Exhibit 5: Search for Title containing Introducing

Site:https://www.emea.sharepoint.philips.com/sites/TS0903310710272080427802/ Author:"Vaassen, Guido" Title:Introducing

clip_image010

So it appears that custom properties are ignored by the Search in Connect Share.

However, looking a bit deeper, you can see that there is a standard way to extend Search to consider these custom attributes. A bit of background first.

When the search engine “crawler” indexes items in Sharepoint, it stores all custom properties in the index as “Crawled properties”. These crawled properties are ignored during search (except if it is a string, it will be included in the full text search for that item). The custom property “ChapterName” is included in the crawled properties. Microsoft Office Document properties are also available as crawled properties.

The properties that are available for searching are called “Managed properties”. You must create a new Managed Property and map it to your “crawled property”.

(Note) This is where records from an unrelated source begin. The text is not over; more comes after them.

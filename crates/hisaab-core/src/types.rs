//! # Domain Types
//!
//! Core domain types for the attendance subsystem.
//!
//! ## Type Hierarchy
//! ```text
//! ┌─────────────────────────────────────────────────────────────────────────┐
//! │                         Domain Types                                    │
//! │                                                                         │
//! │  ┌─────────────────┐   ┌─────────────────┐   ┌─────────────────┐       │
//! │  │    Business     │   │AttendanceRecord │   │  LeaveRequest   │       │
//! │  │  ─────────────  │   │  ─────────────  │   │  ─────────────  │       │
//! │  │  id (biz_…)     │◄──│  business_id    │   │  business_id    │       │
//! │  │  plan           │   │  staff_id, date │   │  start..=end    │       │
//! │  │  join_code      │   │  check_in/out   │   │  status         │       │
//! │  └─────────────────┘   └─────────────────┘   └─────────────────┘       │
//! │           ▲                                                             │
//! │  ┌────────┴────────┐   ┌─────────────────┐   ┌─────────────────┐       │
//! │  │  StaffRequest   │   │     Shift       │   │AttendanceSettings│      │
//! │  │  PENDING/ACTIVE │   │  start/end/break│   │  late threshold │       │
//! │  │  /REJECTED      │   │  days_of_week   │   │  overtime thresh│       │
//! │  └─────────────────┘   └─────────────────┘   └─────────────────┘       │
//! └─────────────────────────────────────────────────────────────────────────┘
//! ```
//!
//! ## Time Representation
//! - Instants (`check_in_time`, `requested_at`, ...) are `DateTime<Utc>`
//! - Calendar days (`date`, `start_date`) are business-local `NaiveDate`
//! - Shift boundaries are local `NaiveTime`

use chrono::{DateTime, NaiveDate, NaiveTime, Utc};
use serde::{Deserialize, Serialize};
use ts_rs::TS;

use crate::plan::PlanTier;

// =============================================================================
// Business
// =============================================================================

/// A tenant of the application.
#[derive(Debug, Clone, PartialEq, Serialize, Deserialize, TS)]
#[cfg_attr(feature = "sqlx", derive(sqlx::FromRow))]
#[ts(export)]
pub struct Business {
    /// `biz_` + UUID v4.
    pub id: String,

    /// Display name.
    pub name: String,

    /// Kind of business ("retail", "restaurant", ...).
    pub business_type: String,

    pub plan: PlanTier,

    /// 8-character upper-case join-code. Globally unique.
    pub join_code: String,

    #[ts(as = "String")]
    pub created_at: DateTime<Utc>,

    #[ts(as = "String")]
    pub updated_at: DateTime<Utc>,
}

/// Input for registering a business.
#[derive(Debug, Clone, Default, Serialize, Deserialize, TS)]
#[ts(export)]
pub struct NewBusiness {
    pub name: String,
    pub business_type: String,
    /// Explicit join-code; generated when absent.
    pub join_code: Option<String>,
}

// =============================================================================
// Attendance Enums
// =============================================================================

/// Where the staff member worked from.
#[derive(Debug, Clone, Copy, PartialEq, Eq, Hash, Default, Serialize, Deserialize, TS)]
#[cfg_attr(feature = "sqlx", derive(sqlx::Type))]
#[cfg_attr(feature = "sqlx", sqlx(rename_all = "snake_case"))]
#[ts(export)]
#[serde(rename_all = "snake_case")]
pub enum WorkLocation {
    #[default]
    Onsite,
    Wfh,
    Field,
}

/// Day status of an attendance record.
#[derive(Debug, Clone, Copy, PartialEq, Eq, Hash, Default, Serialize, Deserialize, TS)]
#[cfg_attr(feature = "sqlx", derive(sqlx::Type))]
#[cfg_attr(feature = "sqlx", sqlx(rename_all = "snake_case"))]
#[ts(export)]
#[serde(rename_all = "snake_case")]
pub enum AttendanceStatus {
    #[default]
    Present,
    Absent,
    Late,
    EarlyLeave,
    Holiday,
    Leave,
}

/// GPS position captured at check-in.
#[derive(Debug, Clone, Copy, PartialEq, Serialize, Deserialize, TS)]
#[ts(export)]
pub struct Coordinates {
    pub latitude: f64,
    pub longitude: f64,
}

// =============================================================================
// Attendance Record
// =============================================================================

/// Position of a (business, staff, date) triple in the daily state machine.
///
/// ```text
/// NoRecord ──check_in──► CheckedIn ──check_out──► CheckedOut (terminal)
/// ```
#[derive(Debug, Clone, Copy, PartialEq, Eq, Serialize, Deserialize, TS)]
#[ts(export)]
#[serde(rename_all = "snake_case")]
pub enum AttendanceState {
    NoRecord,
    CheckedIn,
    CheckedOut,
}

impl AttendanceState {
    /// State of today's record, if any.
    pub fn of(record: Option<&AttendanceRecord>) -> Self {
        match record {
            None => AttendanceState::NoRecord,
            Some(r) if r.check_in_time.is_none() => AttendanceState::NoRecord,
            Some(r) if r.check_out_time.is_some() => AttendanceState::CheckedOut,
            Some(_) => AttendanceState::CheckedIn,
        }
    }
}

/// One staff member's attendance for one business-local day.
///
/// At most one exists per `(business_id, staff_id, date)`.
#[derive(Debug, Clone, PartialEq, Serialize, Deserialize, TS)]
#[ts(export)]
pub struct AttendanceRecord {
    pub id: String,
    pub business_id: String,
    pub staff_id: String,

    /// Business-local calendar day.
    #[ts(as = "String")]
    pub date: NaiveDate,

    #[ts(as = "Option<String>")]
    pub check_in_time: Option<DateTime<Utc>>,

    /// Strictly after `check_in_time` when set.
    #[ts(as = "Option<String>")]
    pub check_out_time: Option<DateTime<Utc>>,

    pub work_location: WorkLocation,
    pub coordinates: Option<Coordinates>,
    pub status: AttendanceStatus,

    /// Check-in was past shift start plus the late threshold.
    pub is_late: bool,

    /// Hours between check-in and check-out (minute granularity).
    pub working_hours: Option<f64>,

    pub notes: Option<String>,

    #[ts(as = "String")]
    pub created_at: DateTime<Utc>,

    #[ts(as = "String")]
    pub updated_at: DateTime<Utc>,
}

impl AttendanceRecord {
    #[inline]
    pub fn state(&self) -> AttendanceState {
        AttendanceState::of(Some(self))
    }

    #[inline]
    pub fn is_wfh(&self) -> bool {
        self.work_location == WorkLocation::Wfh
    }

    #[inline]
    pub fn is_present(&self) -> bool {
        self.status == AttendanceStatus::Present
    }
}

// =============================================================================
// Leave
// =============================================================================

#[derive(Debug, Clone, Copy, PartialEq, Eq, Hash, Serialize, Deserialize, TS)]
#[cfg_attr(feature = "sqlx", derive(sqlx::Type))]
#[cfg_attr(feature = "sqlx", sqlx(rename_all = "snake_case"))]
#[ts(export)]
#[serde(rename_all = "snake_case")]
pub enum LeaveType {
    Sick,
    Casual,
    Annual,
    Emergency,
    Maternity,
    Paternity,
    Other,
}

/// Leave workflow status.
///
/// `Pending → Approved` and `Pending → Rejected` are the only transitions.
/// `Cancelled` exists in stored data but nothing in this crate produces it.
#[derive(Debug, Clone, Copy, PartialEq, Eq, Hash, Default, Serialize, Deserialize, TS)]
#[cfg_attr(feature = "sqlx", derive(sqlx::Type))]
#[cfg_attr(feature = "sqlx", sqlx(rename_all = "snake_case"))]
#[ts(export)]
#[serde(rename_all = "snake_case")]
pub enum LeaveStatus {
    #[default]
    Pending,
    Approved,
    Rejected,
    Cancelled,
}

impl LeaveStatus {
    pub fn as_str(&self) -> &'static str {
        match self {
            LeaveStatus::Pending => "pending",
            LeaveStatus::Approved => "approved",
            LeaveStatus::Rejected => "rejected",
            LeaveStatus::Cancelled => "cancelled",
        }
    }
}

/// A staff member's request for time off.
#[derive(Debug, Clone, PartialEq, Serialize, Deserialize, TS)]
#[cfg_attr(feature = "sqlx", derive(sqlx::FromRow))]
#[ts(export)]
pub struct LeaveRequest {
    pub id: String,
    pub business_id: String,
    pub staff_id: String,

    #[serde(rename = "type")]
    pub leave_type: LeaveType,

    #[ts(as = "String")]
    pub start_date: NaiveDate,

    /// Never before `start_date`.
    #[ts(as = "String")]
    pub end_date: NaiveDate,

    pub reason: String,
    pub status: LeaveStatus,

    #[ts(as = "String")]
    pub requested_at: DateTime<Utc>,

    pub approved_by: Option<String>,
    #[ts(as = "Option<String>")]
    pub approved_at: Option<DateTime<Utc>>,

    pub rejected_by: Option<String>,
    #[ts(as = "Option<String>")]
    pub rejected_at: Option<DateTime<Utc>>,

    /// Always written on rejection, possibly empty.
    pub rejection_reason: Option<String>,
}

impl LeaveRequest {
    /// Inclusive number of days covered.
    pub fn days(&self) -> i64 {
        (self.end_date - self.start_date).num_days() + 1
    }

    /// Days of this request falling within `first..=last`.
    pub fn overlap_days(&self, first: NaiveDate, last: NaiveDate) -> i64 {
        let start = self.start_date.max(first);
        let end = self.end_date.min(last);
        if end < start {
            return 0;
        }
        (end - start).num_days() + 1
    }

    #[inline]
    pub fn is_pending(&self) -> bool {
        self.status == LeaveStatus::Pending
    }
}

/// Input for submitting a leave request.
#[derive(Debug, Clone, Serialize, Deserialize, TS)]
#[ts(export)]
pub struct NewLeaveRequest {
    pub business_id: String,
    pub staff_id: String,
    #[serde(rename = "type")]
    pub leave_type: LeaveType,
    #[ts(as = "String")]
    pub start_date: NaiveDate,
    #[ts(as = "String")]
    pub end_date: NaiveDate,
    pub reason: String,
}

// =============================================================================
// Shift
// =============================================================================

/// A named recurring working window.
#[derive(Debug, Clone, PartialEq, Eq, Serialize, Deserialize, TS)]
#[ts(export)]
pub struct Shift {
    pub id: String,
    pub business_id: String,
    pub name: String,

    #[ts(as = "String")]
    pub start_time: NaiveTime,

    #[ts(as = "String")]
    pub end_time: NaiveTime,

    pub break_duration_minutes: u32,

    /// Weekday indices, 0 = Sunday through 6 = Saturday.
    pub days_of_week: Vec<u8>,

    pub is_active: bool,

    #[ts(as = "String")]
    pub created_at: DateTime<Utc>,

    #[ts(as = "String")]
    pub updated_at: DateTime<Utc>,
}

/// Fields an owner supplies when creating or editing a shift.
#[derive(Debug, Clone, PartialEq, Eq, Serialize, Deserialize, TS)]
#[ts(export)]
pub struct ShiftInput {
    pub name: String,
    #[ts(as = "String")]
    pub start_time: NaiveTime,
    #[ts(as = "String")]
    pub end_time: NaiveTime,
    pub break_duration_minutes: u32,
    pub days_of_week: Vec<u8>,
    pub is_active: bool,
}

// =============================================================================
// Attendance Settings
// =============================================================================

/// Per-business attendance configuration.
///
/// Only the two thresholds feed the ledger; the rest is stored for the UI.
#[derive(Debug, Clone, PartialEq, Serialize, Deserialize, TS)]
#[cfg_attr(feature = "sqlx", derive(sqlx::FromRow))]
#[ts(export)]
pub struct AttendanceSettings {
    pub business_id: String,
    pub geo_fence_radius_meters: u32,
    #[ts(as = "String")]
    pub auto_checkout_time: NaiveTime,
    pub late_threshold_minutes: u32,
    pub overtime_threshold_minutes: u32,
    pub require_face_verification: bool,
}

impl AttendanceSettings {
    /// Settings a business gets before the owner edits anything.
    pub fn defaults_for(business_id: impl Into<String>) -> Self {
        AttendanceSettings {
            business_id: business_id.into(),
            geo_fence_radius_meters: 100,
            auto_checkout_time: NaiveTime::from_hms_opt(18, 0, 0).unwrap_or_default(),
            late_threshold_minutes: crate::DEFAULT_LATE_THRESHOLD_MINUTES,
            overtime_threshold_minutes: crate::DEFAULT_OVERTIME_THRESHOLD_MINUTES,
            require_face_verification: false,
        }
    }
}

// =============================================================================
// Staff Join Requests
// =============================================================================

#[derive(Debug, Clone, Copy, PartialEq, Eq, Hash, Default, Serialize, Deserialize, TS)]
#[cfg_attr(feature = "sqlx", derive(sqlx::Type))]
#[cfg_attr(feature = "sqlx", sqlx(rename_all = "UPPERCASE"))]
#[ts(export)]
#[serde(rename_all = "UPPERCASE")]
pub enum StaffRequestStatus {
    #[default]
    Pending,
    Active,
    Rejected,
}

impl StaffRequestStatus {
    pub fn as_str(&self) -> &'static str {
        match self {
            StaffRequestStatus::Pending => "PENDING",
            StaffRequestStatus::Active => "ACTIVE",
            StaffRequestStatus::Rejected => "REJECTED",
        }
    }
}

/// A request by a staff member to join a business via its join-code.
///
/// ACTIVE requests are the business's active staff for the headcount gate.
#[derive(Debug, Clone, PartialEq, Serialize, Deserialize, TS)]
#[cfg_attr(feature = "sqlx", derive(sqlx::FromRow))]
#[ts(export)]
pub struct StaffRequest {
    /// `sr_` + UUID v4.
    pub id: String,
    pub business_id: String,
    pub business_code: String,
    pub staff_name: String,
    pub role: String,
    pub status: StaffRequestStatus,
    pub rejection_reason: Option<String>,
    #[ts(as = "String")]
    pub requested_at: DateTime<Utc>,
    #[ts(as = "Option<String>")]
    pub resolved_at: Option<DateTime<Utc>>,
}

// =============================================================================
// Notifications
// =============================================================================

#[derive(Debug, Clone, Copy, PartialEq, Eq, Hash, Serialize, Deserialize, TS)]
#[cfg_attr(feature = "sqlx", derive(sqlx::Type))]
#[cfg_attr(feature = "sqlx", sqlx(rename_all = "snake_case"))]
#[ts(export)]
#[serde(rename_all = "snake_case")]
pub enum NotificationKind {
    StaffCheckin,
    StaffCheckout,
    LeaveRequest,
    LeaveApproved,
    LeaveRejected,
    StaffJoinRequest,
    PlanUpgrade,
}

impl NotificationKind {
    pub fn as_str(&self) -> &'static str {
        match self {
            NotificationKind::StaffCheckin => "staff_checkin",
            NotificationKind::StaffCheckout => "staff_checkout",
            NotificationKind::LeaveRequest => "leave_request",
            NotificationKind::LeaveApproved => "leave_approved",
            NotificationKind::LeaveRejected => "leave_rejected",
            NotificationKind::StaffJoinRequest => "staff_join_request",
            NotificationKind::PlanUpgrade => "plan_upgrade",
        }
    }
}

/// Event handed to the notification sink. Delivery is best-effort.
#[derive(Debug, Clone, PartialEq, Serialize, Deserialize, TS)]
#[ts(export)]
pub struct NotificationEvent {
    pub business_id: String,
    pub recipient_id: String,
    #[serde(rename = "type")]
    pub kind: NotificationKind,
    pub title: String,
    pub message: String,
    #[ts(type = "Record<string, unknown>")]
    pub data: serde_json::Value,
}

/// A notification after it has been written to the log.
#[derive(Debug, Clone, PartialEq, Serialize, Deserialize, TS)]
#[ts(export)]
pub struct StoredNotification {
    /// `notif_` + UUID v4.
    pub id: String,
    pub business_id: String,
    pub recipient_id: String,
    #[serde(rename = "type")]
    pub kind: NotificationKind,
    pub title: String,
    pub message: String,
    #[ts(type = "Record<string, unknown>")]
    pub data: serde_json::Value,
    pub is_read: bool,
    #[ts(as = "String")]
    pub created_at: DateTime<Utc>,
}

// =============================================================================
// Unit Tests
// =============================================================================
//! # Storage Errors
//!
//! ```text
//! sqlx::Error ──► DbError ──► AttendanceError::StorageFailure
//!                    │
//!                    └─ UniqueViolation on attendance_records
//!                         ──► AttendanceError::Domain(AlreadyCheckedIn)
//! ```
//!
//! Constraint failures are classified from the driver's error kind, so
//! callers can branch on them instead of matching SQLite message text.

use sqlx::error::ErrorKind;
use thiserror::Error;

#[derive(Debug, Error)]
pub enum DbError {
    /// A `fetch_one` found no row.
    #[error("{entity} not found: {id}")]
    NotFound { entity: String, id: String },

    /// A UNIQUE index rejected the write.
    ///
    /// ## When This Occurs
    /// - Second attendance record for the same (business, staff, date)
    /// - Join-code already held by another business
    #[error("Duplicate {field}: '{value}' already exists")]
    UniqueViolation { field: String, value: String },

    /// ## When This Occurs
    /// - A row references a business id that was never stored
    #[error("Foreign key violation: {message}")]
    ForeignKeyViolation { message: String },

    /// A CHECK or NOT NULL constraint rejected the row.
    ///
    /// ## When This Occurs
    /// - Leave end date before start date
    /// - Check-out stored before check-in
    #[error("Constraint violation: {message}")]
    CheckViolation { message: String },

    /// The store could not be opened.
    #[error("Connection failed: {0}")]
    ConnectionFailed(String),

    #[error("Migration failed: {0}")]
    MigrationFailed(String),

    /// Any other statement failure reported by SQLite.
    #[error("Query failed: {0}")]
    QueryFailed(String),

    /// A stored column could not be turned back into a domain value.
    ///
    /// ## When This Occurs
    /// - `shifts.days_of_week` is not a JSON array of weekday indices
    /// - `notifications.data` is not valid JSON
    #[error("Corrupt {column} in row {id}: {reason}")]
    Corrupt {
        column: String,
        id: String,
        reason: String,
    },

    /// Every connection stayed busy past the acquire timeout.
    #[error("Connection pool exhausted")]
    PoolExhausted,

    #[error("Internal database error: {0}")]
    Internal(String),
}

impl DbError {
    pub fn is_unique_violation(&self) -> bool {
        matches!(self, DbError::UniqueViolation { .. })
    }
}

/// Column list from `UNIQUE constraint failed: t.a, t.b`.
fn unique_columns(message: &str) -> String {
    message
        .split_once(": ")
        .map(|(_, columns)| columns.to_string())
        .unwrap_or_else(|| "unknown".to_string())
}

impl From<sqlx::Error> for DbError {
    fn from(err: sqlx::Error) -> Self {
        match err {
            sqlx::Error::RowNotFound => DbError::NotFound {
                entity: "Record".to_string(),
                id: "unknown".to_string(),
            },

            sqlx::Error::Database(db_err) => {
                let message = db_err.message().to_string();
                match db_err.kind() {
                    ErrorKind::UniqueViolation => DbError::UniqueViolation {
                        field: unique_columns(&message),
                        value: "unknown".to_string(),
                    },
                    ErrorKind::ForeignKeyViolation => DbError::ForeignKeyViolation { message },
                    ErrorKind::CheckViolation | ErrorKind::NotNullViolation => {
                        DbError::CheckViolation { message }
                    }
                    _ => DbError::QueryFailed(message),
                }
            }

            sqlx::Error::PoolTimedOut => DbError::PoolExhausted,
            sqlx::Error::PoolClosed => DbError::ConnectionFailed("pool is closed".to_string()),

            other => DbError::Internal(other.to_string()),
        }
    }
}

impl From<sqlx::migrate::MigrateError> for DbError {
    fn from(err: sqlx::migrate::MigrateError) -> Self {
        DbError::MigrationFailed(err.to_string())
    }
}

pub type DbResult<T> = Result<T, DbError>;

// =============================================================================
// Unit Tests
// =============================================================================

#[cfg(test)]
mod tests {
    use super::*;

    #[test]
    fn test_row_not_found_maps_to_not_found() {
        let err: DbError = sqlx::Error::RowNotFound.into();
        assert!(matches!(err, DbError::NotFound { .. }));
        assert!(!err.is_unique_violation());
    }

    #[test]
    fn test_pool_errors() {
        assert!(matches!(DbError::from(sqlx::Error::PoolTimedOut), DbError::PoolExhausted));
        assert!(matches!(
            DbError::from(sqlx::Error::PoolClosed),
            DbError::ConnectionFailed(_)
        ));
    }

    #[test]
    fn test_unique_columns() {
        assert_eq!(
            unique_columns(
                "UNIQUE constraint failed: attendance_records.business_id, attendance_records.staff_id, attendance_records.date"
            ),
            "attendance_records.business_id, attendance_records.staff_id, attendance_records.date"
        );
        assert_eq!(unique_columns("garbled"), "unknown");
    }
}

Fortunately, extending search for your own attributes does not require any programming or coding. Instead, creating and mapping a new managed property can be done in a few minutes by a Sharepoint site administrator. (See instructions at http://j.mp/3BnZnQ and http://j.mp/3ulrlT )

Once you have a managed property, the administrator can change the search options for this managed property.

· In the Search Options section, select Include this property in Advanced Search options to allow users to perform advanced searches using this property.

· Select Include this property in the content index to include this property in the content index, so you can search for items based on this property.

· Select Allow property to be displayed to make this property available for display in custom search applications.

· Select Display this property in item details in search results to display this property in the Item details section for each item in search results.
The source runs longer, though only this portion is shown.